Housing developer Bovis Homes has won two contracts to build new homes for the private rented sector. Between them, the two deals will see the company deliver 510 homes across sites in the UK, through 2014 and 2015.
It also means Bovis can sell off some older plots in its land bank, some of which have already been written down in its accounts. Without this deal, there is a clear indication that the private residential sales market is not lively enough or profitable enough to have had the company building out these plots for sale, within the next couple of years.
One deal with Mill Group involves 190 homes, of which 110 will be houses, to be delivered on sites in Horsham, Bristol, Brockworth, Southampton, Cambridge and Hemel Hempstead. The £45 million joint venture has Mill as the majority owner and is supported by £8.77 million funding from the government Build to Rent scheme, and senior debt from RBS. Bovis will put £1 million in, and advance £4 million as a loan. The homes will be completed over the next 18 months, and will be rented and managed by Investors in Homes Management, a Mill Group subsidiary.
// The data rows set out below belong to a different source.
//! Daemon loop, state machine and the active-waits table.
//!
//! One poll-loop thread plus one thread per active wait. The poll loop is
//! the only writer that inserts into `active_waits`; each wait thread
//! removes only its own entry. Cancellation is requested over the wait's
//! channel and removal is left to the owner, which keeps a completing wait
//! and a re-detection of the same pane from racing.

use crate::config::Config;
use crate::detect::{contains_rate_limit_notice, detect, BlockedPane};
use crate::error::{Result, WatchError};
use crate::format::format_duration;
use crate::resume::{resume, ResumeOutcome};
use crate::tmux::{is_tmux_available, CommandMuxAdapter, MuxAdapter, Pane, PaneScanner};
use crate::usage::{UsageClient, UsageSource};
use crate::waiter::{wait_until, CancelReason, WaitOutcome, PROGRESS_INTERVAL};
use chrono::{DateTime, Utc};
use std::collections::{HashMap, HashSet};
use std::sync::mpsc::{self, Sender};
use std::sync::{Arc, Mutex};
use std::thread;
use std::time::Duration;

#[derive(Debug, Clone, Copy, PartialEq, Eq)]
pub enum Phase {
    /// No known blocked panes.
    Idle,
    /// One or more waits are running.
    Watching,
    /// A continuation is being dispatched.
    Resuming,
}

/// Handle to one active wait, owned by the `active_waits` table.
pub struct WaitHandle {
    cancel: Sender<CancelReason>,
    pub reset_at: DateTime<Utc>,
}

/// Process-wide daemon state. One instance, process lifetime.
pub struct DaemonState {
    phase: Mutex<Phase>,
    active_waits: Mutex<HashMap<String, WaitHandle>>,
    last_poll_at: Mutex<Option<DateTime<Utc>>>,
}

impl DaemonState {
    pub fn new() -> Self {
        Self {
            phase: Mutex::new(Phase::Idle),
            active_waits: Mutex::new(HashMap::new()),
            last_poll_at: Mutex::new(None),
        }
    }

    pub fn phase(&self) -> Phase {
        *self.phase.lock().unwrap()
    }

    fn set_phase(&self, phase: Phase) {
        *self.phase.lock().unwrap() = phase;
    }

    pub fn active_ids(&self) -> HashSet<String> {
        self.active_waits.lock().unwrap().keys().cloned().collect()
    }

    pub fn wait_count(&self) -> usize {
        self.active_waits.lock().unwrap().len()
    }

    pub fn reset_time_for(&self, pane_id: &str) -> Option<DateTime<Utc>> {
        self.active_waits
            .lock()
            .unwrap()
            .get(pane_id)
            .map(|handle| handle.reset_at)
    }

    pub fn last_poll_at(&self) -> Option<DateTime<Utc>> {
        *self.last_poll_at.lock().unwrap()
    }

    fn touch_poll(&self, now: DateTime<Utc>) {
        *self.last_poll_at.lock().unwrap() = Some(now);
    }

    // Only the poll loop inserts.
    fn insert_wait(&self, pane_id: String, handle: WaitHandle) {
        self.active_waits.lock().unwrap().insert(pane_id, handle);
    }

    // Only the owning wait thread removes its own entry.
    fn remove_wait(&self, pane_id: &str) {
        self.active_waits.lock().unwrap().remove(pane_id);
    }

    /// Requests cancellation; removal stays with the owning wait thread.
    /// A send to an already-finished wait is harmless.
    fn request_cancel(&self, pane_id: &str, reason: CancelReason) {
        if let Some(handle) = self.active_waits.lock().unwrap().get(pane_id) {
            let _ = handle.cancel.send(reason);
        }
    }
}

impl Default for DaemonState {
    fn default() -> Self {
        Self::new()
    }
}

pub struct Daemon {
    config: Config,
    usage: Box<dyn UsageSource>,
    adapter: Arc<dyn MuxAdapter>,
    scanner: PaneScanner,
    state: Arc<DaemonState>,
    progress_interval: Duration,
}

impl Daemon {
    /// Builds the production daemon. Missing credentials or an unreachable
    /// tmux server are startup configuration errors.
    pub fn from_env(config: Config) -> Result<Self> {
        let usage = UsageClient::from_default_credentials()?;
        if !is_tmux_available() {
            return Err(WatchError::TmuxUnavailable);
        }
        Ok(Self::new(config, Box::new(usage), Arc::new(CommandMuxAdapter)))
    }

    pub fn new(config: Config, usage: Box<dyn UsageSource>, adapter: Arc<dyn MuxAdapter>) -> Self {
        let scanner = PaneScanner::new(Arc::clone(&adapter));
        Self {
            config,
            usage,
            adapter,
            scanner,
            state: Arc::new(DaemonState::new()),
            progress_interval: PROGRESS_INTERVAL,
        }
    }

    pub fn state(&self) -> Arc<DaemonState> {
        Arc::clone(&self.state)
    }

    /// Runs the poll loop forever. Per-cycle errors are contained; only an
    /// external signal ends the process.
    pub fn run(&self) {
        tracing::info!(
            poll_interval_secs = self.config.poll_interval.as_secs(),
            "reclaim daemon started"
        );
        loop {
            if let Err(err) = self.cycle() {
                if err.is_transient() {
                    tracing::debug!(error = %err, "Transient failure; cycle skipped");
                } else {
                    tracing::warn!(error = %err, "Poll cycle failed");
                }
            }
            thread::sleep(self.config.poll_interval);
        }
    }

    /// One poll cycle: fetch usage, scan panes, reconcile existing waits,
    /// detect, spawn new waits. A failed fetch or scan returns before the
    /// reconcile step, so existing waits are left untouched.
    pub fn cycle(&self) -> Result<()> {
        let snapshot = self.usage.fetch()?;
        let panes = self.scanner.scan()?;
        self.reconcile_waits(&panes);

        // Detection completes fully before any wait is spawned.
        let active = self.state.active_ids();
        let blocked = detect(&snapshot, &panes, &active, Utc::now());
        for pane in blocked {
            self.spawn_wait(pane);
        }

        self.state.touch_poll(Utc::now());
        self.state.set_phase(if self.state.wait_count() == 0 {
            Phase::Idle
        } else {
            Phase::Watching
        });
        Ok(())
    }

    /// Cancels waits whose pane recovered on its own or disappeared.
    fn reconcile_waits(&self, panes: &[Pane]) {
        let by_id: HashMap<&str, &Pane> = panes.iter().map(|p| (p.id.as_str(), p)).collect();
        for pane_id in self.state.active_ids() {
            match by_id.get(pane_id.as_str()) {
                None => {
                    tracing::info!(pane = %pane_id, "Pane vanished; cancelling wait");
                    self.state.request_cancel(&pane_id, CancelReason::Vanished);
                }
                Some(pane) if !contains_rate_limit_notice(&pane.text) => {
                    tracing::info!(pane = %pane_id, "Pane recovered on its own; cancelling wait");
                    self.state.request_cancel(&pane_id, CancelReason::Recovered);
                }
                Some(_) => {}
            }
        }
    }

    fn spawn_wait(&self, blocked: BlockedPane) {
        let remaining = blocked.resolved_reset_at - Utc::now();
        tracing::info!(
            pane = %blocked.pane_id,
            session = %blocked.session_name,
            reset_at = %blocked.resolved_reset_at,
            remaining = %format_duration(remaining.num_seconds()),
            window = ?blocked.matched_window,
            "Blocked session detected; wait scheduled"
        );

        let (tx, rx) = mpsc::channel();
        self.state.insert_wait(
            blocked.pane_id.clone(),
            WaitHandle {
                cancel: tx,
                reset_at: blocked.resolved_reset_at,
            },
        );
        self.state.set_phase(Phase::Watching);

        let adapter = Arc::clone(&self.adapter);
        let state = Arc::clone(&self.state);
        let progress = self.progress_interval;
        thread::spawn(move || run_wait(blocked, rx, adapter, state, progress));
    }
}

fn run_wait(
    blocked: BlockedPane,
    cancel: mpsc::Receiver<CancelReason>,
    adapter: Arc<dyn MuxAdapter>,
    state: Arc<DaemonState>,
    progress: Duration,
) {
    match wait_until(blocked.resolved_reset_at, &cancel, progress) {
        WaitOutcome::Completed => {
            state.set_phase(Phase::Resuming);
            match resume(adapter.as_ref(), &blocked.pane_id) {
                ResumeOutcome::Resumed => {
                    tracing::info!(
                        pane = %blocked.pane_id,
                        session = %blocked.session_name,
                        "Continuation sent"
                    );
                }
                ResumeOutcome::Skipped => {
                    tracing::info!(
                        pane = %blocked.pane_id,
                        "Pane already recovered; nothing sent"
                    );
                }
                ResumeOutcome::Failed(details) => {
                    tracing::warn!(
                        pane = %blocked.pane_id,
                        details = %details,
                        "Resume dispatch failed; wait dropped"
                    );
                }
            }
        }
        WaitOutcome::Cancelled(reason) => {
            tracing::info!(pane = %blocked.pane_id, reason = ?reason, "Wait cancelled; no resume");
        }
    }
    state.remove_wait(&blocked.pane_id);
    state.set_phase(if state.wait_count() == 0 {
        Phase::Idle
    } else {
        Phase::Watching
    });
}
“This new joint venture forms a key part of our strategy to build a significant PRS portfolio and demonstrate our commitment to structure, source, finance and invest in the right opportunities,” said Mill Group chief executive David Toplas. “There is a significant, well-recognised shortage of homes and an ever-growing need for good quality, affordable rental accommodation, and this deal will help tackle that. We are delighted to play our part to encourage greater institutional investor participation, ultimately helping to spur an increase in supply of private rental homes.”
For Bovis, the deal puts some of its existing land bank into action, bringing forward mothballed sites for construction, and delivering it better returns than if the sites continue to be held for future development and sale individually. Says a company statement: “These homes will be delivered over and above the group’s prevailing private sales, accelerating the development on each of the sites included without sales risk, with an average housing profit margin which is not expected to dilute the group’s anticipated operating margin in 2014 and 2015.” The units will be counted in Bovis Homes’ reported completion figures.
Details of the second deal, involving 320 homes, are not immediately clear. However, for Bovis, this will enable it to shift new homes on sites mainly in the Midlands and north. The company says the deal will enable it to “accelerate trading” through several older sites, “some of which are written down”.
“We are delighted to have agreed these two private rental sector deals which provide the opportunity to deliver over 500 additional new homes during 2014 and 2015,” said David Ritchie, chief executive of Bovis Homes. “Through achieving ths, Bovis Homes is accelerating delivery across a number of existing housing sites and enhancing shareholder returns.”